South Island vs North Island?
If you have only limited time, the South Island is the more spectacular, more back country part of the total Te Araroa Trail. The North Island certainly has its moments, but it does involve more road walking, less time away from civilisation, and takes a little longer. I have walked the full South Island trail in one go, but I have only done sections of the North Island.

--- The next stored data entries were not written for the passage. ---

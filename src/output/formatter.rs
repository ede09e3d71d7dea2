//! Summary table formatting

use std::collections::BTreeMap;

use crate::models::{ExecutionSummary, TestCase};

const GRAND_TOTAL: &str = "GRAND TOTAL:";

/// Column-aligned per-assembly summary
///
/// Rows are sorted by assembly name. A grand total row follows only when
/// more than one assembly ran; column widths cover every row including it.
pub struct SummaryTable<'a> {
    summaries: &'a BTreeMap<String, ExecutionSummary>,
}

struct Widths {
    name: usize,
    total: usize,
    failed: usize,
    skipped: usize,
    time: usize,
}

fn format_time(seconds: f64) -> String {
    format!("{seconds:.3}s")
}

impl<'a> SummaryTable<'a> {
    pub fn new(summaries: &'a BTreeMap<String, ExecutionSummary>) -> Self {
        Self { summaries }
    }

    fn grand_total(&self) -> Option<ExecutionSummary> {
        (self.summaries.len() > 1).then(|| ExecutionSummary::sum(self.summaries.values()))
    }

    fn widths(&self, grand_total: Option<&ExecutionSummary>) -> Widths {
        let mut widths = Widths {
            name: grand_total.map_or(0, |_| GRAND_TOTAL.len()),
            total: 0,
            failed: 0,
            skipped: 0,
            time: 0,
        };

        let rows = self
            .summaries
            .iter()
            .map(|(name, s)| (name.len(), s))
            .chain(grand_total.map(|s| (0, s)));

        for (name_len, summary) in rows {
            widths.name = widths.name.max(name_len);
            widths.total = widths.total.max(summary.total.to_string().len());
            widths.failed = widths.failed.max(summary.failed.to_string().len());
            widths.skipped = widths.skipped.max(summary.skipped.to_string().len());
            widths.time = widths.time.max(format_time(summary.time).len());
        }

        widths
    }

    fn row(name: &str, summary: &ExecutionSummary, w: &Widths, right_align_name: bool) -> String {
        let name = if right_align_name {
            format!("{:>width$}", name, width = w.name)
        } else {
            format!("{:<width$}", name, width = w.name)
        };

        format!(
            "   {}  Total: {:>tw$}, Failed: {:>fw$}, Skipped: {:>sw$}, Time: {:>timew$}",
            name,
            summary.total,
            summary.failed,
            summary.skipped,
            format_time(summary.time),
            tw = w.total,
            fw = w.failed,
            sw = w.skipped,
            timew = w.time,
        )
    }

    /// Render the table, one string per line
    pub fn lines(&self) -> Vec<String> {
        let grand_total = self.grand_total();
        let w = self.widths(grand_total.as_ref());

        let mut lines: Vec<String> = self
            .summaries
            .iter()
            .map(|(name, summary)| Self::row(name, summary, &w, false))
            .collect();

        if let Some(total) = grand_total {
            lines.push(format!(
                "   {}         {}          {}           {}        {}",
                " ".repeat(w.name),
                "-".repeat(w.total),
                "-".repeat(w.failed),
                "-".repeat(w.skipped),
                "-".repeat(w.time)
            ));
            lines.push(Self::row(GRAND_TOTAL, &total, &w, true));
        }

        lines
    }
}

/// Render discovered test cases for the `list` command
pub fn format_test_listing(assembly: &str, test_cases: &[TestCase]) -> String {
    let mut output = format!("{} ({} tests)\n", assembly, test_cases.len());
    for test_case in test_cases {
        output.push_str(&format!("  {test_case}"));
        if !test_case.traits.is_empty() {
            output.push_str(&format!(" {{{}}}", test_case.traits));
        }
        output.push('\n');
    }
    output
}

#[cfg(test)]
mod tests {
    use super::*;

    fn summaries(entries: &[(&str, ExecutionSummary)]) -> BTreeMap<String, ExecutionSummary> {
        entries
            .iter()
            .map(|(name, s)| (name.to_string(), *s))
            .collect()
    }

    #[test]
    fn test_two_assemblies_with_grand_total() {
        let map = summaries(&[
            ("B", ExecutionSummary::new(5, 0, 2, 0.5)),
            ("A", ExecutionSummary::new(10, 1, 0, 1.234)),
        ]);

        let lines = SummaryTable::new(&map).lines();
        assert_eq!(
            lines,
            vec![
                "   A             Total: 10, Failed: 1, Skipped: 0, Time: 1.234s",
                "   B             Total:  5, Failed: 0, Skipped: 2, Time: 0.500s",
                "                        --          -           -        ------",
                "   GRAND TOTAL:  Total: 15, Failed: 1, Skipped: 2, Time: 1.734s",
            ]
        );
    }

    #[test]
    fn test_single_assembly_has_no_grand_total() {
        let map = summaries(&[("Only", ExecutionSummary::new(3, 0, 0, 0.05))]);
        let lines = SummaryTable::new(&map).lines();
        assert_eq!(
            lines,
            vec!["   Only  Total: 3, Failed: 0, Skipped: 0, Time: 0.050s"]
        );
    }

    #[test]
    fn test_grand_total_widens_columns() {
        let map = summaries(&[
            ("a", ExecutionSummary::new(9, 0, 0, 9.0)),
            ("b", ExecutionSummary::new(9, 0, 0, 1.0)),
        ]);
        let lines = SummaryTable::new(&map).lines();
        assert!(lines[0].contains("Total:  9,"));
        assert!(lines[3].contains("Total: 18"));
        assert!(lines[3].ends_with("Time: 10.000s"));
        assert!(lines[0].ends_with("Time:  9.000s"));
    }

    #[test]
    fn test_empty_table() {
        let map = BTreeMap::new();
        assert!(SummaryTable::new(&map).lines().is_empty());
    }

    #[test]
    fn test_listing() {
        let cases = vec![
            TestCase::new("m::a", "a", "m").with_trait("kind", "unit"),
            TestCase::new("m::b", "b", "m"),
        ];
        let listing = format_test_listing("math", &cases);
        assert_eq!(listing, "math (2 tests)\n  a [m] {kind=unit}\n  b [m]\n");
    }
}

Between Camp Stream and Crooked Spur huts, South Island
Why Through-Hike?
Well, it’s a matter of personal choice, but it seems to me that if you want to say you have walked the Te Araroa Trail, you need to have walked all of it. Many people pick and choose sections, and no doubt by leaving out the boring bits that gives them a more enjoyable experience. Some, particularly Kiwis who can’t get enough days off work, do a section at a time, and by adding them all together eventually get to say they’ve done the TA. Others doing them in sequence regularly go off-trail for supplies and rest. Or simply stay another day or two at a nice spot. And others again, particularly the majority who are visiting from overseas, might want to see a bit more of New Zealand than simply the TA, and head off on diversions here and there. There is a trail saying, ‘Hike your own hike’, meaning there is no right or wrong way and you shouldn’t judge people who are doing it differently from yourself. My approach to the South Island was to do it in one continuous hike, walking every single metre, and so that’s the way I’ve written this guide: for through hikers. Hence it covers the whole she-bang, including the sometimes tedious bits of road between back country trails. But I’m sure it will also be useful for people who want to do sections only as well.

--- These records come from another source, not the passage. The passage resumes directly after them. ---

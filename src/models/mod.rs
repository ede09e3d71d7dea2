//! Data models for test assembly runs
//!
//! This module contains the data structures shared by the engine, the
//! executor and the reporting layers.

mod job;
mod summary;
mod test_case;

pub use job::AssemblyJob;
pub use summary::{ExecutionSummary, ExitStatus, RunResult};
pub use test_case::{SourceInfo, TestCase, Traits};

Kapiti Is from Waikanae Beach, North Island
Why This Guide?
I have written it because the official guides are not so well suited for through-walkers going north. The southbound guides have a good amount of information but because they are oriented towards the greatest number of users (section hikers) a lot is repeated and bits between sections are left out. Using the guides in reverse, as I did, is quite tricky. The new official northbound guides (at the time of writing, for the South Island only) are better, but their layout is still not space efficient, meaning there is more paper to carry than you need. They also exclude details of accommodation, transport and options for going off-trail, requiring you to go to the southbound guides for that anyway. So the pages here offer the best planning and take-with-you guide.
How are the Guides Written?
For the bits I have walked, which include the whole South Island plus Wellington to Orewa (north of Auckland) and Opua to Kerikeri in Northland, my guides are divided up into sections of approximately eight hours walking a day. These are generally between places where you can stay the night. But because towns, huts and campsites are not evenly spaced eight hours apart, there are parts where some days are longer and a few are very short, effectively turning these into rest days (‘zero days’ in trail jargon).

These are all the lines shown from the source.